As currently practiced, PGT-A is based on an unconventional 2016 guidance by a small society in an unreferenced and unsigned e-mail to membership (recently removed from the society’s website) [1]; yet, inexplicitly, this guidance to this day dictates the practice of PGT-A and, with it, the practice of IVF. It is estimated that approximately half of all U.S. IVF cycles are currently accompanied by PGT-A. As already noted, this PGDIS guidance introduced an incorrect definition of “mosaicism” to the procedure which, to this day, is driving the current confusion in the reporting of PGT-A results and, therefore, ultimately in the decision-making process as to which chromosomal abnormal embryos after PGT-A can or should not be transferred.

Most PGT-A laboratories still report embryos as “aneuploid” (and, therefore, as “untransferable”) if a single TEB demonstrates between 80 and 100% aneuploid DNA. If the aneuploidy is mitotic, even 100% aneuploid TEBs, however, more likely reflect a mosaic than a truly aneuploid embryo. Only meiotic aneuploidies, representing a relatively small minority of aneuploidies of embryos at preimplantation stages, can be expected to be present in every cell of an embryo. Only meiotic aneuploidies, therefore, can be reliably diagnosed with a 5-cell TEB.

Following the publication of increasing evidence, even proponents of PGT-A now no longer can reject that “mosaic” embryos (under the incorrect PGT-A definition) produce identical live birth rates to PGT-A “normal” or even untested embryos [9,10,11]. These same authors for many years and until very recently have, however, vehemently argued against the transfer of any chromosomal-abnormal embryo. Their authority in calling for “mosaic,” but not “aneuploid” embryos (under PGT-A criteria), to be transferred, therefore, must be viewed as limited. By continuing to argue against transfers of “aneuploid” embryos, they, indeed, just continue the waste of valuable human embryos, a consequence of PGT-A they have been responsible for over many years.

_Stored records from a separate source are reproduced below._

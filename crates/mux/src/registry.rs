// SPDX-License-Identifier: BUSL-1.1
// Copyright (c) 2026 Alfred Jean LLC

//! Route registration.
//!
//! Routes are registered on a [`RouteRegistryBuilder`] during configuration;
//! `build` consumes it into a read-only [`RouteRegistry`], so nothing can be
//! registered once a multiplexer is running.

use std::sync::Arc;

use ctl_core::RouteKey;
use indexmap::IndexMap;

use crate::{MuxError, SessionFactory};

type Routes = IndexMap<RouteKey, Arc<dyn SessionFactory>>;

#[derive(Default)]
pub struct RouteRegistryBuilder {
    routes: Routes,
}

impl RouteRegistryBuilder {
    pub fn new() -> Self {
        Self::default()
    }

    /// Register `factory` under `key`. Registration order is the order in
    /// which sessions are started and stopped.
    pub fn register(
        &mut self,
        key: impl Into<RouteKey>,
        factory: impl SessionFactory,
    ) -> Result<&mut Self, MuxError> {
        let key = key.into();
        if key.is_empty() {
            return Err(MuxError::EmptyRouteKey);
        }
        if self.routes.contains_key(&key) {
            return Err(MuxError::DuplicateRoute(key));
        }
        self.routes.insert(key, Arc::new(factory));
        Ok(self)
    }

    pub fn build(self) -> Result<RouteRegistry, MuxError> {
        if self.routes.is_empty() {
            return Err(MuxError::NoRoutes);
        }
        Ok(RouteRegistry { routes: Arc::new(self.routes) })
    }
}

/// Immutable route table shared by every connection of a multiplexer.
#[derive(Clone)]
pub struct RouteRegistry {
    routes: Arc<Routes>,
}

impl RouteRegistry {
    pub fn len(&self) -> usize {
        self.routes.len()
    }

    /// Always false for a built registry; present for symmetry with `len`.
    pub fn is_empty(&self) -> bool {
        self.routes.is_empty()
    }

    pub fn contains(&self, key: &str) -> bool {
        self.routes.contains_key(key)
    }

    pub fn keys(&self) -> impl Iterator<Item = &RouteKey> {
        self.routes.keys()
    }

    pub fn iter(&self) -> impl Iterator<Item = (&RouteKey, &Arc<dyn SessionFactory>)> {
        self.routes.iter()
    }
}

impl std::fmt::Debug for RouteRegistry {
    fn fmt(&self, f: &mut std::fmt::Formatter<'_>) -> std::fmt::Result {
        f.debug_list().entries(self.routes.keys()).finish()
    }
}

#[cfg(test)]
#[path = "registry_tests.rs"]
mod tests;
// SPDX-License-Identifier: BUSL-1.1
// Copyright (c) 2026 Alfred Jean LLC

//! Scriptable collaborators for tests.

use std::sync::atomic::{AtomicUsize, Ordering};
use std::sync::Arc;

use async_trait::async_trait;
use ctl_core::{DirectoryReport, JobHistogram, SlotStatus, WorkerLoad};
use parking_lot::Mutex;
use serde_json::{Map, Value};

use super::{
    AdapterError, DirectoryService, JobQueue, LoadLimiter, StatsSource, Transaction, WorkerPool,
};

fn scripted<T: Clone>(slot: &Mutex<Result<T, AdapterError>>) -> Result<T, AdapterError> {
    slot.lock().clone()
}

/// Stats source returning a fixed object, or a scripted failure.
#[derive(Clone)]
pub struct FakeStats {
    result: Arc<Mutex<Result<Map<String, Value>, AdapterError>>>,
    calls: Arc<AtomicUsize>,
}

impl FakeStats {
    pub fn new(stats: Map<String, Value>) -> Self {
        Self { result: Arc::new(Mutex::new(Ok(stats))), calls: Arc::default() }
    }

    pub fn failing(message: &str) -> Self {
        Self {
            result: Arc::new(Mutex::new(Err(AdapterError::Failed(message.to_string())))),
            calls: Arc::default(),
        }
    }

    /// Number of `stats()` calls so far.
    pub fn calls(&self) -> usize {
        self.calls.load(Ordering::SeqCst)
    }
}

#[async_trait]
impl StatsSource for FakeStats {
    async fn stats(&self) -> Result<Map<String, Value>, AdapterError> {
        self.calls.fetch_add(1, Ordering::SeqCst);
        scripted(&self.result)
    }
}

/// Load limiter with a fixed slot table.
#[derive(Clone, Default)]
pub struct FakeLoadLimiter {
    pub slots: Vec<SlotStatus>,
    pub overloaded: bool,
}

#[async_trait]
impl LoadLimiter for FakeLoadLimiter {
    async fn slots(&self) -> Vec<SlotStatus> {
        self.slots.clone()
    }

    async fn overloaded(&self) -> bool {
        self.overloaded
    }
}

/// Job queue with a fixed histogram. Counts commits so tests can check the
/// transaction is closed.
#[derive(Clone)]
pub struct FakeJobQueue {
    work_types: Arc<Mutex<Result<u64, AdapterError>>>,
    histogram: Arc<Mutex<Result<JobHistogram, AdapterError>>>,
    commits: Arc<AtomicUsize>,
}

impl FakeJobQueue {
    pub fn new(histogram: JobHistogram) -> Self {
        Self {
            work_types: Arc::new(Mutex::new(Ok(histogram.len() as u64))),
            histogram: Arc::new(Mutex::new(Ok(histogram))),
            commits: Arc::default(),
        }
    }

    /// Queue reporting `n` work types and an empty histogram.
    pub fn with_work_types(n: u64) -> Self {
        let queue = Self::new(JobHistogram::new());
        *queue.work_types.lock() = Ok(n);
        queue
    }

    /// Make every call fail with `message`.
    pub fn fail(&self, message: &str) {
        *self.work_types.lock() = Err(AdapterError::Failed(message.to_string()));
        *self.histogram.lock() = Err(AdapterError::Failed(message.to_string()));
    }

    pub fn commits(&self) -> usize {
        self.commits.load(Ordering::SeqCst)
    }
}

struct FakeTransaction {
    commits: Arc<AtomicUsize>,
}

#[async_trait]
impl Transaction for FakeTransaction {
    async fn commit(self: Box<Self>) -> Result<(), AdapterError> {
        self.commits.fetch_add(1, Ordering::SeqCst);
        Ok(())
    }
}

#[async_trait]
impl JobQueue for FakeJobQueue {
    async fn number_of_work_types(&self) -> Result<u64, AdapterError> {
        scripted(&self.work_types)
    }

    async fn new_transaction(&self) -> Result<Box<dyn Transaction>, AdapterError> {
        Ok(Box::new(FakeTransaction { commits: Arc::clone(&self.commits) }))
    }

    async fn histogram(&self, _tx: &mut dyn Transaction) -> Result<JobHistogram, AdapterError> {
        scripted(&self.histogram)
    }
}

/// Worker pool with fixed loads.
#[derive(Clone)]
pub struct FakeWorkerPool {
    result: Arc<Mutex<Result<(Vec<WorkerLoad>, u64), AdapterError>>>,
}

impl FakeWorkerPool {
    pub fn new(workers: Vec<WorkerLoad>, level: u64) -> Self {
        Self { result: Arc::new(Mutex::new(Ok((workers, level)))) }
    }

    pub fn failing(message: &str) -> Self {
        Self { result: Arc::new(Mutex::new(Err(AdapterError::Failed(message.to_string())))) }
    }
}

#[async_trait]
impl WorkerPool for FakeWorkerPool {
    async fn each_worker_load(&self) -> Result<Vec<WorkerLoad>, AdapterError> {
        scripted(&self.result).map(|(workers, _)| workers)
    }

    async fn load_level(&self) -> Result<u64, AdapterError> {
        scripted(&self.result).map(|(_, level)| level)
    }
}

/// Directory service with a fixed report, or a scripted failure.
#[derive(Clone)]
pub struct FakeDirectory {
    result: Arc<Mutex<Result<DirectoryReport, AdapterError>>>,
}

impl FakeDirectory {
    pub fn new(report: DirectoryReport) -> Self {
        Self { result: Arc::new(Mutex::new(Ok(report))) }
    }

    pub fn failing(message: &str) -> Self {
        Self { result: Arc::new(Mutex::new(Err(AdapterError::Failed(message.to_string())))) }
    }
}

#[async_trait]
impl DirectoryService for FakeDirectory {
    async fn directory_stats(&self) -> Result<DirectoryReport, AdapterError> {
        scripted(&self.result)
    }
}
// SPDX-License-Identifier: BUSL-1.1
// Copyright (c) 2026 Alfred Jean LLC

//! Centralized environment variable access for the daemon crate.

use std::path::PathBuf;
use std::time::Duration;

use crate::lifecycle::LifecycleError;

/// Default TCP port of the introspection service
pub const DEFAULT_STATS_PORT: u16 = 8100;

/// Resolve state directory: CTL_STATE_DIR > XDG_STATE_HOME/ctl > ~/.local/state/ctl
pub fn state_dir() -> Result<PathBuf, LifecycleError> {
    if let Ok(dir) = std::env::var("CTL_STATE_DIR") {
        return Ok(PathBuf::from(dir));
    }
    if let Ok(xdg) = std::env::var("XDG_STATE_HOME") {
        return Ok(PathBuf::from(xdg).join("ctl"));
    }
    let home = std::env::var("HOME").map_err(|_| LifecycleError::NoStateDir)?;
    Ok(PathBuf::from(home).join(".local/state/ctl"))
}

/// Control socket override; defaults to `<state_dir>/control.sock`.
pub fn control_socket() -> Option<PathBuf> {
    std::env::var("CTL_CONTROL_SOCKET").ok().filter(|s| !s.is_empty()).map(PathBuf::from)
}

/// TCP port of the introspection service. `0` disables the TCP listener.
pub fn stats_port() -> Option<u16> {
    match std::env::var("CTL_STATS_PORT").ok().and_then(|s| s.parse::<u16>().ok()) {
        Some(0) => None,
        Some(port) => Some(port),
        None => Some(DEFAULT_STATS_PORT),
    }
}

/// Address the introspection TCP listener binds to (default loopback).
pub fn stats_host() -> String {
    std::env::var("CTL_STATS_HOST").ok().filter(|s| !s.is_empty()).unwrap_or_else(|| "127.0.0.1".into())
}

/// Default IPC timeout
pub fn ipc_timeout() -> Duration {
    std::env::var("CTL_IPC_TIMEOUT_MS")
        .ok()
        .and_then(|s| s.parse::<u64>().ok())
        .map(Duration::from_millis)
        .unwrap_or(Duration::from_secs(5))
}

/// Longest introspection request line accepted, in bytes (default 64 KiB).
pub fn max_request_bytes() -> usize {
    std::env::var("CTL_MAX_REQUEST_BYTES")
        .ok()
        .and_then(|s| s.parse::<usize>().ok())
        .filter(|n| *n > 0)
        .unwrap_or(64 * 1024)
}

/// Most distinct query names accepted in one request (default 256).
pub fn max_queries() -> usize {
    std::env::var("CTL_MAX_QUERIES")
        .ok()
        .and_then(|s| s.parse::<usize>().ok())
        .filter(|n| *n > 0)
        .unwrap_or(256)
}

/// In-flight jobs one worker is expected to carry at full load (default 5).
pub fn worker_capacity() -> u64 {
    std::env::var("CTL_WORKER_CAPACITY")
        .ok()
        .and_then(|s| s.parse::<u64>().ok())
        .filter(|n| *n > 0)
        .unwrap_or(5)
}

/// Mirror daemon logs to stderr
pub fn log_stderr() -> bool {
    std::env::var("CTL_LOG_STDERR").is_ok_and(|v| !v.is_empty() && v != "0")
}

#[cfg(test)]
#[path = "env_tests.rs"]
mod tests;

That PGT-A laboratories now utilize different percentage cut-offs of aneuploid DNA to reach formal diagnostic designations for embryos confirms the limitations of PGT-A. One, therefore, must conclude once again that such measurements in a 5-cell TEB are, simply, not precise enough in determining whether an embryo should be transferred or not [11]. Not only is there no logic behind this kind of reporting, but it even further confuses the interpretation of PGT-A results because what in one laboratory may now be reported as a “normal” embryo, in another may be reported as either a “low- “or “high-mosaic,” with many PGT-A laboratories recommending that only “low-mosaic” embryos be transferred.

PGT-A reporting, thus, has become an uninterpretable conundrum for most IVF centers, of course, further aggravated by the fact that embryos have the ability to self-correct downstream from blastocyst stage. It was a mouse study that, first, demonstrated that self-correction in embryos (derived from the embryonic cell lineage) inversely correlated with the percentage of aneuploidy in the epiblast [19]. A few years later, self-correction was also demonstrated in human embryos [12].

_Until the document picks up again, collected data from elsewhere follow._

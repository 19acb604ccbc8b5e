// SPDX-License-Identifier: BUSL-1.1
// Copyright (c) 2026 Alfred Jean LLC

//! Introspection service.
//!
//! Operators connect over the Unix socket or TCP and send one request per
//! line: a JSON array of query names, answered with one JSON object per line.
//! Each connection runs in its own task and serves requests until the peer
//! sends `exit`/`quit` or hangs up.

mod handlers;
mod query;

pub use query::{Extract, Handler, QueryHandler, QueryTable};

use std::sync::Arc;
use std::time::Duration;

use bytes::BytesMut;
use ctl_wire::line::{self, Command, BAD_COMMAND, EXIT_ACK};
use thiserror::Error;
use tokio::io::{AsyncRead, AsyncReadExt, AsyncWrite, AsyncWriteExt};
use tokio::net::{TcpListener, UnixListener};
use tokio_util::codec::{Decoder, LinesCodec, LinesCodecError};
use tokio_util::sync::CancellationToken;
use tracing::{debug, error, warn};

use crate::env::{ipc_timeout, max_queries, max_request_bytes};

/// Shared context for all introspection connections.
pub struct ListenCtx {
    pub table: QueryTable,
    /// Longest request line accepted
    pub max_request_bytes: usize,
    /// Most distinct names accepted in one request
    pub max_queries: usize,
    /// Bound on writing one response
    pub write_timeout: Duration,
}

impl ListenCtx {
    /// Context with limits taken from the environment.
    pub fn from_env(table: QueryTable) -> Self {
        Self {
            table,
            max_request_bytes: max_request_bytes(),
            max_queries: max_queries(),
            write_timeout: ipc_timeout(),
        }
    }
}

/// Listener task for accepting introspection connections.
pub struct Listener {
    unix: UnixListener,
    tcp: Option<TcpListener>,
    ctx: Arc<ListenCtx>,
}

/// Errors from connection handling.
#[derive(Debug, Error)]
pub enum ConnectionError {
    #[error("IO error: {0}")]
    Io(#[from] std::io::Error),

    #[error("timed out writing response")]
    Timeout,
}

impl Listener {
    /// Create a new listener with Unix socket only.
    pub fn new(unix: UnixListener, ctx: Arc<ListenCtx>) -> Self {
        Self { unix, tcp: None, ctx }
    }

    /// Create a new listener with both Unix socket and TCP.
    pub fn with_tcp(unix: UnixListener, tcp: TcpListener, ctx: Arc<ListenCtx>) -> Self {
        Self { unix, tcp: Some(tcp), ctx }
    }

    /// Bound TCP address, if listening on TCP.
    pub fn tcp_addr(&self) -> Option<std::net::SocketAddr> {
        self.tcp.as_ref().and_then(|tcp| tcp.local_addr().ok())
    }

    /// Accept connections until `cancel` fires, spawning a task for each.
    pub async fn run(self, cancel: CancellationToken) {
        loop {
            tokio::select! {
                _ = cancel.cancelled() => break,
                result = self.unix.accept() => match result {
                    Ok((stream, _)) => {
                        let (reader, writer) = stream.into_split();
                        spawn_connection(reader, writer, &self.ctx, &cancel);
                    }
                    Err(e) => error!("Unix accept error: {}", e),
                },
                result = accept_tcp(self.tcp.as_ref()) => match result {
                    Ok((stream, addr)) => {
                        debug!("TCP connection from {}", addr);
                        let (reader, writer) = stream.into_split();
                        spawn_connection(reader, writer, &self.ctx, &cancel);
                    }
                    Err(e) => error!("TCP accept error: {}", e),
                },
            }
        }
    }
}

async fn accept_tcp(
    tcp: Option<&TcpListener>,
) -> std::io::Result<(tokio::net::TcpStream, std::net::SocketAddr)> {
    match tcp {
        Some(tcp) => tcp.accept().await,
        None => std::future::pending().await,
    }
}

/// Connections are dropped, closing their sockets, once `cancel` fires.
fn spawn_connection<R, W>(reader: R, writer: W, ctx: &Arc<ListenCtx>, cancel: &CancellationToken)
where
    R: AsyncRead + Unpin + Send + 'static,
    W: AsyncWrite + Unpin + Send + 'static,
{
    let ctx = Arc::clone(ctx);
    let cancel = cancel.clone();
    tokio::spawn(async move {
        tokio::select! {
            biased;
            _ = cancel.cancelled() => debug!("closing introspection connection on shutdown"),
            result = handle_connection(reader, writer, &ctx) => {
                if let Err(e) = result {
                    log_connection_error(e);
                }
            }
        }
    });
}

fn log_connection_error(e: ConnectionError) {
    match e {
        ConnectionError::Io(ref io) if io.kind() == std::io::ErrorKind::BrokenPipe => {
            debug!("Client disconnected")
        }
        ConnectionError::Timeout => warn!("Connection timeout"),
        _ => error!("Connection error: {}", e),
    }
}

/// Serve one client until it sends a termination token or hangs up.
///
/// Malformed requests are answered with the bad-command sentinel and the
/// connection stays open. Generic over reader/writer types so it works with
/// both Unix and TCP streams.
pub async fn handle_connection<R, W>(
    mut reader: R,
    mut writer: W,
    ctx: &ListenCtx,
) -> Result<(), ConnectionError>
where
    R: AsyncRead + Unpin,
    W: AsyncWrite + Unpin,
{
    let mut codec = LinesCodec::new_with_max_length(ctx.max_request_bytes);
    let mut buf = BytesMut::with_capacity(1024);

    loop {
        let request = match codec.decode(&mut buf) {
            Ok(Some(request)) => request,
            Ok(None) => {
                if reader.read_buf(&mut buf).await? == 0 {
                    debug!("Client disconnected");
                    return Ok(());
                }
                continue;
            }
            Err(LinesCodecError::MaxLineLengthExceeded) => {
                debug!(max = ctx.max_request_bytes, "request line too long");
                write_line(&mut writer, BAD_COMMAND, ctx.write_timeout).await?;
                continue;
            }
            Err(LinesCodecError::Io(e)) => {
                debug!(error = %e, "undecodable request line");
                write_line(&mut writer, BAD_COMMAND, ctx.write_timeout).await?;
                continue;
            }
        };

        let reply = match line::parse_command(&request, ctx.max_queries) {
            Ok(Command::Exit) => {
                write_line(&mut writer, EXIT_ACK, ctx.write_timeout).await?;
                writer.shutdown().await?;
                return Ok(());
            }
            Ok(Command::Query(names)) => {
                debug!(queries = ?names, "introspection request");
                line::encode_reply(&ctx.table.resolve(&names).await)
            }
            Err(e) => {
                debug!(error = %e, "bad command");
                BAD_COMMAND.to_string()
            }
        };
        write_line(&mut writer, &reply, ctx.write_timeout).await?;
    }
}

async fn write_line<W: AsyncWrite + Unpin>(
    writer: &mut W,
    line: &str,
    timeout: Duration,
) -> Result<(), ConnectionError> {
    let mut out = Vec::with_capacity(line.len() + 2);
    out.extend_from_slice(line.as_bytes());
    out.extend_from_slice(b"\r\n");
    tokio::time::timeout(timeout, async {
        writer.write_all(&out).await?;
        writer.flush().await
    })
    .await
    .map_err(|_| ConnectionError::Timeout)??;
    Ok(())
}

#[cfg(test)]
#[path = "mod_tests.rs"]
mod tests;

As “high-mosaic” and “aneuploid” embryos are, still, widely refused transfer, PGT-A in such cases continues to deprive patients of significant pregnancy and live birth chances and often contributes to their premature referral into third-party egg donation [1]. Since the argument that by PGT-A criteria “aneuploid” embryos cannot result in chromosomal-normal births is often used in defense of refusing embryo transfers, we considered it important to present here reported update on the subject.